December 15, 2009

RIP Tess Koenig

Iron Range native and Veteran for Peace Tess Koenig died in October at her winter home in California. Tess' Northland friends are invited to a memorial service on December 20, 2-4pm at the Friends Meeting House in Duluth (1802 E 1st St).

Tess Koenig, Nurse, Mentor, Activist, Friend

By John Heid
(reprinted from the Winter 2009 Nukewatch Quarterly)

At sunset on a mid October Saturday, Tess Koenig died as she had lived — peacefully. There were no large font headlines in the Los Angeles Times the following morning. Amidst the fray of health care reform, H1N1, the housing market collapse, the World Series and war-withoutend, Tess passed as inconspicuously as a soft autumn breeze through a stand of northern white pine.

Her death gave me pause. Not because it was sudden. It wasn’t. Not because she was young. She wasn’t, except at heart. What provoked me was a simple query. “What is the
value of a singular life?”

In an American Idolized society chock full of air-brushed stars and super heroes, who counts? In a culture that mass markets the pleasure principle and militarizes identity — “be all you can be” — how does one stand?

Tess was one who found her bearings. Born on Minnesota’s Mesabi Iron Range between world wars, she knew something of modesty and making-do. She left the Range, but it never left her.

The so called “war effort” drew Tess into the service of caring for the wounded and ill as an army nurse and afterward, at the Veteran’s Hospital in West Los Angeles, she continued this work. Tess witnessed war from the vantage point of its victims. She came to understand in a hands-on way how war turns the moral order inside out.
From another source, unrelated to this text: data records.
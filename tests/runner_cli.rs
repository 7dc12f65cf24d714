//! Exit-status and output contract of the `proofbed` runner binary.

use std::process::{Command, Output};

fn run_proofbed(args: &[&str]) -> Output {
    Command::new(env!("CARGO_BIN_EXE_proofbed"))
        .args(args)
        .output()
        .expect("runner binary executes")
}

#[test]
fn list_prints_every_registered_harness() {
    let output = run_proofbed(&["list"]);
    assert!(output.status.success());

    let stdout = String::from_utf8(output.stdout).expect("listing is UTF-8");
    for name in ["max-concrete", "abs-equivalence", "sum-array-overrun"] {
        assert!(stdout.contains(name), "listing mentions {name}");
    }
}

#[test]
fn full_run_exits_zero_when_all_outcomes_are_expected() {
    let output = run_proofbed(&["run"]);
    assert!(output.status.success());

    let stdout = String::from_utf8(output.stdout).expect("report is UTF-8");
    assert!(stdout.contains("0 unexpected"));
}

#[test]
fn single_harness_run_reports_its_violation_detail() {
    let output = run_proofbed(&["run", "--harness", "sum-array-overrun", "--json"]);
    assert!(output.status.success());

    let report: serde_json::Value =
        serde_json::from_slice(&output.stdout).expect("report parses as JSON");
    assert_eq!(report.get("total").and_then(serde_json::Value::as_u64), Some(1));
    assert_eq!(report.get("unexpected").and_then(serde_json::Value::as_u64), Some(0));

    let entry = report
        .get("results")
        .and_then(|results| results.get(0))
        .expect("one result");
    assert_eq!(
        entry.get("expected").and_then(serde_json::Value::as_str),
        Some("violation")
    );
    assert_eq!(entry.get("as_expected").and_then(serde_json::Value::as_bool), Some(true));
}

#[test]
fn unknown_harness_name_fails_the_run() {
    let output = run_proofbed(&["run", "--harness", "no-such-harness"]);
    assert!(!output.status.success());

    let stderr = String::from_utf8(output.stderr).expect("error output is UTF-8");
    assert!(stderr.contains("unknown harness"));
}
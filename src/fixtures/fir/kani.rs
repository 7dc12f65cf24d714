//! Kani harnesses for the FIR filter tap.

use super::{TAP_COUNT, fir_step};

#[kani::proof]
#[kani::unwind(5)]
fn kani_fir_step_advances_the_delay_line() {
    let input: i32 = kani::any();
    let coeffs: [i32; TAP_COUNT] = kani::any();
    let mut delay: [i32; TAP_COUNT] = kani::any();
    let before = delay;

    let _ = fir_step(input, &coeffs, &mut delay);

    kani::assert(delay[0] == input, "new sample lands at the head of the delay line");
    for i in 1..TAP_COUNT {
        kani::assert(delay[i] == before[i - 1], "delay line shifts by one sample");
    }
}

#[kani::proof]
#[kani::unwind(5)]
fn kani_fir_step_zero_coefficients_yield_zero() {
    let input: i32 = kani::any();
    let coeffs = [0i32; TAP_COUNT];
    let mut delay: [i32; TAP_COUNT] = kani::any();

    kani::assert(
        fir_step(input, &coeffs, &mut delay) == 0,
        "all-zero coefficients silence the output",
    );
}
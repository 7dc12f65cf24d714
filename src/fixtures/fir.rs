//! FIR filter tap fixture with Q16 fixed-point scaling.

/// Number of filter taps; coefficient and delay-line sequences share it.
pub const TAP_COUNT: usize = 4;

/// Advances the filter by one sample and returns the scaled output.
///
/// The delay line shifts by one position (element `i` receives the old
/// element `i - 1`), the new `input` lands at position 0, and the output
/// is the inner product of delay line and coefficients, arithmetically
/// right-shifted by 16 to undo the Q16 coefficient scaling. The inner
/// product uses wrapping 32-bit arithmetic throughout.
#[must_use]
pub fn fir_step(input: i32, coeffs: &[i32; TAP_COUNT], delay: &mut [i32; TAP_COUNT]) -> i32 {
    delay.copy_within(0..TAP_COUNT - 1, 1);
    delay[0] = input;

    let mut acc = 0i32;
    for (&c, &d) in coeffs.iter().zip(delay.iter()) {
        acc = acc.wrapping_add(c.wrapping_mul(d));
    }
    acc >> 16
}

#[cfg(kani)]
mod kani;
//! Harness runner binary.
//!
//! Lists and executes the registered harness drivers, reporting outcomes
//! as human-readable lines or as a JSON run report. The process exits
//! with a non-zero status when any harness produces an outcome other
//! than the one it is registered to produce.

use anyhow::{Result, anyhow, bail};
use clap::{Parser, Subcommand};
use proofbed::harness::{self, HarnessSpec};
use proofbed::report::{HarnessResult, RunReport};
use tracing::info;

#[derive(Parser)]
#[command(author, version, about)]
struct Cli {
    #[command(subcommand)]
    command: Commands,
}

#[derive(Subcommand)]
enum Commands {
    /// List the registered harnesses.
    List,
    /// Execute all harnesses, or a single one selected by name.
    Run {
        /// Execute only the named harness.
        #[arg(long)]
        harness: Option<String>,
        /// Emit the run report as JSON on stdout.
        #[arg(long)]
        json: bool,
    },
}

fn main() -> Result<()> {
    tracing_subscriber::fmt()
        .with_env_filter(tracing_subscriber::EnvFilter::from_default_env())
        .with_writer(std::io::stderr)
        .init();

    let cli = Cli::parse();
    match cli.command {
        Commands::List => {
            list();
            Ok(())
        }
        Commands::Run { harness, json } => run(harness.as_deref(), json),
    }
}

#[expect(clippy::print_stdout, reason = "listing is the subcommand's output contract")]
fn list() {
    for spec in harness::registry() {
        println!("{} [{}] expects {}", spec.name, spec.kind, spec.expected);
    }
}

fn run(selected: Option<&str>, json: bool) -> Result<()> {
    let specs: Vec<&HarnessSpec> = match selected {
        Some(name) => {
            vec![harness::find(name).ok_or_else(|| anyhow!("unknown harness: {name}"))?]
        }
        None => harness::registry().iter().collect(),
    };

    let report = RunReport::new(execute_quietly(&specs));
    print_report(&report, json)?;

    if !report.all_as_expected() {
        bail!("{} of {} harnesses produced unexpected outcomes", report.unexpected, report.total);
    }
    Ok(())
}

/// Executes the selected harnesses with the panic hook silenced.
///
/// The bounds-overrun counterexample panics by design; its backtrace
/// belongs in the report detail, not on stderr.
fn execute_quietly(specs: &[&'static HarnessSpec]) -> Vec<HarnessResult> {
    let previous = std::panic::take_hook();
    std::panic::set_hook(Box::new(|_| {}));

    let results = specs
        .iter()
        .map(|spec| {
            let observed = spec.execute();
            info!(
                harness = spec.name,
                as_expected = spec.is_expected(&observed),
                "harness finished"
            );
            HarnessResult::new(spec, &observed)
        })
        .collect();

    std::panic::set_hook(previous);
    results
}

#[expect(clippy::print_stdout, reason = "the report is the subcommand's output contract")]
fn print_report(report: &RunReport, json: bool) -> Result<()> {
    if json {
        println!("{}", serde_json::to_string_pretty(report)?);
        return Ok(());
    }

    for result in &report.results {
        let status = if result.as_expected { "ok" } else { "UNEXPECTED" };
        let detail = result
            .detail
            .as_ref()
            .map_or_else(String::new, |text| format!(": {text}"));
        println!("{status:>10}  {} [{}]{detail}", result.name, result.kind);
    }
    println!("{} harnesses, {} unexpected", report.total, report.unexpected);
    Ok(())
}
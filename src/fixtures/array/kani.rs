//! Kani harnesses for the array summation fixtures.

use super::{sum_array, sum_array_overrun};

const KANI_ARRAY_LEN: usize = 5;

#[kani::proof]
#[kani::unwind(6)]
fn kani_sum_array_covers_exactly_count_elements() {
    let values: [i32; KANI_ARRAY_LEN] = kani::any();

    let mut expected = 0i32;
    for &v in &values {
        expected = expected.wrapping_add(v);
    }

    kani::assert(
        sum_array(&values, values.len()) == expected,
        "summation totals exactly the first count elements",
    );
}

#[kani::proof]
#[kani::unwind(6)]
fn kani_sum_array_prefix_is_independent_of_tail() {
    let values: [i32; KANI_ARRAY_LEN] = kani::any();
    let mut altered = values;
    altered[KANI_ARRAY_LEN - 1] = kani::any();

    kani::assert(
        sum_array(&values, KANI_ARRAY_LEN - 1) == sum_array(&altered, KANI_ARRAY_LEN - 1),
        "elements past count cannot influence the total",
    );
}

#[kani::proof]
#[kani::should_panic]
#[kani::unwind(7)]
fn kani_sum_array_overrun_reads_past_the_end() {
    let values: [i32; KANI_ARRAY_LEN] = kani::any();
    let _ = sum_array_overrun(&values, values.len());
}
In later years Tess was to become a proud member of Grandmothers For Peace and Veterans For Peace. Post war, she married another veteran later-to-become-peacemaker, Bob Koenig. The two became parents. Stories are told of their dual energies. Bob coached youth basketball and baseball. Tess attended the injured players and kept score. Tess always knew the score on the court and later in the courts.

In their retirement Tess and Bob metamorphosed. Their family widened. They went communal. This was how I came to know her… at the Loaves and Fishes Catholic Worker in Duluth, Minnesota. She prepared meals and faithfully attended peace vigils. Tess had the compassion to serve the hungry and the audacity to challenge the causes of their hunger.

In time I discovered that Tess (and Bob too) were known across the country. From Baltimore to LA, from Clam Lake, Wisconsin to Ft. Benning, Georgia. Tess knew who she was, and what she wasn’t. She lived life fully and by so doing helped others recognize what it means to do justice, to be fully human — warts and all.

Tess Koenig was not my heroine, but rather a mentor and friend. She eschewed the cul-de-sac mentality of the hero/heroine model, a model that panders to narcissism, a model of the impossible, the unattainable, the superfluous, a model antithetical to radical nonviolence.

Tess was down-to-earth, and roll-up-your-sleeves practical. This simplicity kindled a visionary spirit within her. She could delight in a pristine sunset over Lake Vermillion or the diamond in the rough visage of each guest sitting at the dining room table, as clearly as she could decry war.
The last time I called Bob and Tess, their answering machine still had the familiar message in her voice: “The Koenigs say bring ‘em home!” Tess’s last words. A fitting epitaph.